Torbay Council deputy leader Chris Lewis (Con, Preston) said selling the land to the trust was a ‘strategic investment in the future of healthcare for our community’.

But shadow cabinet leader Swithin Long (Lib Dem, Barton with Watcombe) warned him: “In 20 years time it could still be a car park!”

Councillors on all sides said they had concerns over the proposal to sell the land, which is designated for employment use, if it was only going to become a parking area.

But an 11th-hour letter from health trust chief executive Joe Teape explained that the trust had other plans for it. The ‘extraordinary’ cabinet meeting itself was called with just one item on the agenda because a deal had to be done by the end of March to secure funding.

In his letter Mr Teape said the vision for the site was to accommodate a range of healthcare support services, and moving them away from the main hospital site would release land there for projects including a possible multi-storey car park and other major buildings to modernise the hospital.
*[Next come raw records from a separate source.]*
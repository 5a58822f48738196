use rust_decimal::Decimal;
use serde::{Deserialize, Serialize};
use tracing::warn;

use super::config::ConfigViolation;

/// Name of a pricing rule variant as it appears on the wire and in catalog exports.
#[derive(Debug, Clone, Copy, PartialEq, Eq, Hash, Serialize, Deserialize)]
#[serde(rename_all = "snake_case")]
pub enum PolicyKind {
    Fixed,
    BulkDiscount,
    GroupRequired,
}

impl PolicyKind {
    pub const fn label(self) -> &'static str {
        match self {
            PolicyKind::Fixed => "fixed",
            PolicyKind::BulkDiscount => "bulk_discount",
            PolicyKind::GroupRequired => "group_required",
        }
    }

    /// Parse a policy name, tolerating case, surrounding whitespace, and `-`/space separators.
    pub fn parse(raw: &str) -> Option<Self> {
        let normalized = raw
            .trim()
            .to_ascii_lowercase()
            .replace(['-', ' '], "_");
        match normalized.as_str() {
            "fixed" => Some(Self::Fixed),
            "bulk_discount" | "bulkdiscount" => Some(Self::BulkDiscount),
            "group_required" | "grouprequired" => Some(Self::GroupRequired),
            _ => None,
        }
    }
}

/// Rule governing how a tour's price is derived from the participant count.
///
/// Policy-specific parameters live on the variant that uses them.
#[derive(Debug, Clone, Copy, PartialEq, Eq)]
pub enum PricingPolicy {
    Fixed,
    BulkDiscount { threshold: u32, percentage: Decimal },
    GroupRequired { min: u32, max: u32 },
}

impl PricingPolicy {
    pub const fn kind(&self) -> PolicyKind {
        match self {
            PricingPolicy::Fixed => PolicyKind::Fixed,
            PricingPolicy::BulkDiscount { .. } => PolicyKind::BulkDiscount,
            PricingPolicy::GroupRequired { .. } => PolicyKind::GroupRequired,
        }
    }

    /// Build a policy from the flat column layout used by catalog exports.
    ///
    /// An unrecognized policy name resolves to `Fixed` with a warning unless
    /// `strict` is set, in which case it is reported as a configuration error.
    pub fn resolve(
        raw_policy: &str,
        fields: &PolicyFields,
        strict: bool,
    ) -> Result<Self, ConfigViolation> {
        let kind = match PolicyKind::parse(raw_policy) {
            Some(kind) => kind,
            None if strict => return Err(ConfigViolation::UnknownPolicy(raw_policy.to_string())),
            None => {
                warn!(policy = raw_policy, "unknown pricing policy, falling back to fixed pricing");
                PolicyKind::Fixed
            }
        };

        match kind {
            PolicyKind::Fixed => Ok(PricingPolicy::Fixed),
            PolicyKind::BulkDiscount => Ok(PricingPolicy::BulkDiscount {
                threshold: fields
                    .bulk_discount_threshold
                    .ok_or(ConfigViolation::MissingPolicyField {
                        policy: kind,
                        field: "bulk_discount_threshold",
                    })?,
                percentage: fields
                    .bulk_discount_percentage
                    .ok_or(ConfigViolation::MissingPolicyField {
                        policy: kind,
                        field: "bulk_discount_percentage",
                    })?,
            }),
            PolicyKind::GroupRequired => Ok(PricingPolicy::GroupRequired {
                min: fields
                    .group_required_min
                    .ok_or(ConfigViolation::MissingPolicyField {
                        policy: kind,
                        field: "group_required_min",
                    })?,
                max: fields
                    .group_required_max
                    .ok_or(ConfigViolation::MissingPolicyField {
                        policy: kind,
                        field: "group_required_max",
                    })?,
            }),
        }
    }
}

/// Optional policy columns; only the ones matching the selected policy are read.
#[derive(Debug, Clone, Default, PartialEq, Eq)]
pub struct PolicyFields {
    pub bulk_discount_threshold: Option<u32>,
    pub bulk_discount_percentage: Option<Decimal>,
    pub group_required_min: Option<u32>,
    pub group_required_max: Option<u32>,
}
mod cli;
mod infra;
mod quote;
mod routes;
mod server;

use tour_pricing::error::AppError;

pub async fn run() -> Result<(), AppError> {
    cli::run().await
}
Cllr Alan Tyerman (Con, Churston with Galmpton) said he had concerns over the possible loss of employment land until the late letter explained the details. And, he said, the council retained the right to take back the land if it was not used as intended.
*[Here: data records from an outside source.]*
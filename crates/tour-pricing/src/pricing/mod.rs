//! Tour pricing policies and the evaluator that turns a participant count into a price.

mod config;
mod error;
mod evaluator;
mod input;
mod policy;
mod result;

pub use config::{ConfigViolation, TourPricingConfig};
pub use error::PricingError;
pub use evaluator::evaluate;
pub use input::participants_from_value;
pub use policy::{PolicyFields, PolicyKind, PricingPolicy};
pub use result::{PricingDisplay, PricingResult};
In light of that, he said, selling it was ‘absolutely’ the right thing to do.

Council leader David Thomas (Con, Preston) highlighted the trust’s controversial decision last week to end a 20-year partnership with the council to deliver adult social care.

He said: “I remain deeply disappointed about that, and I am very conscious that people might expect today to be about settling the score, and revenge for a decision that did not go my way, but that’s not what leadership looks like.

“We will act in the interests of our community and not in the heat of the moment.”

But Cllr Long asked: “Why are we pandering to an NHS that has shown it doesn’t want to work in partnership? True leadership would have stuck by that site as employment land.”

Cllr Lewis said the sale would generate immediate benefits in terms of more parking for the hospital site where spaces are notoriously hard to find. And it would take some of the parking pressure off nearby residential streets.

“This is a really good opportunity,” he said. “To throw this away when they have got government money for it would be absolutely outrageous.”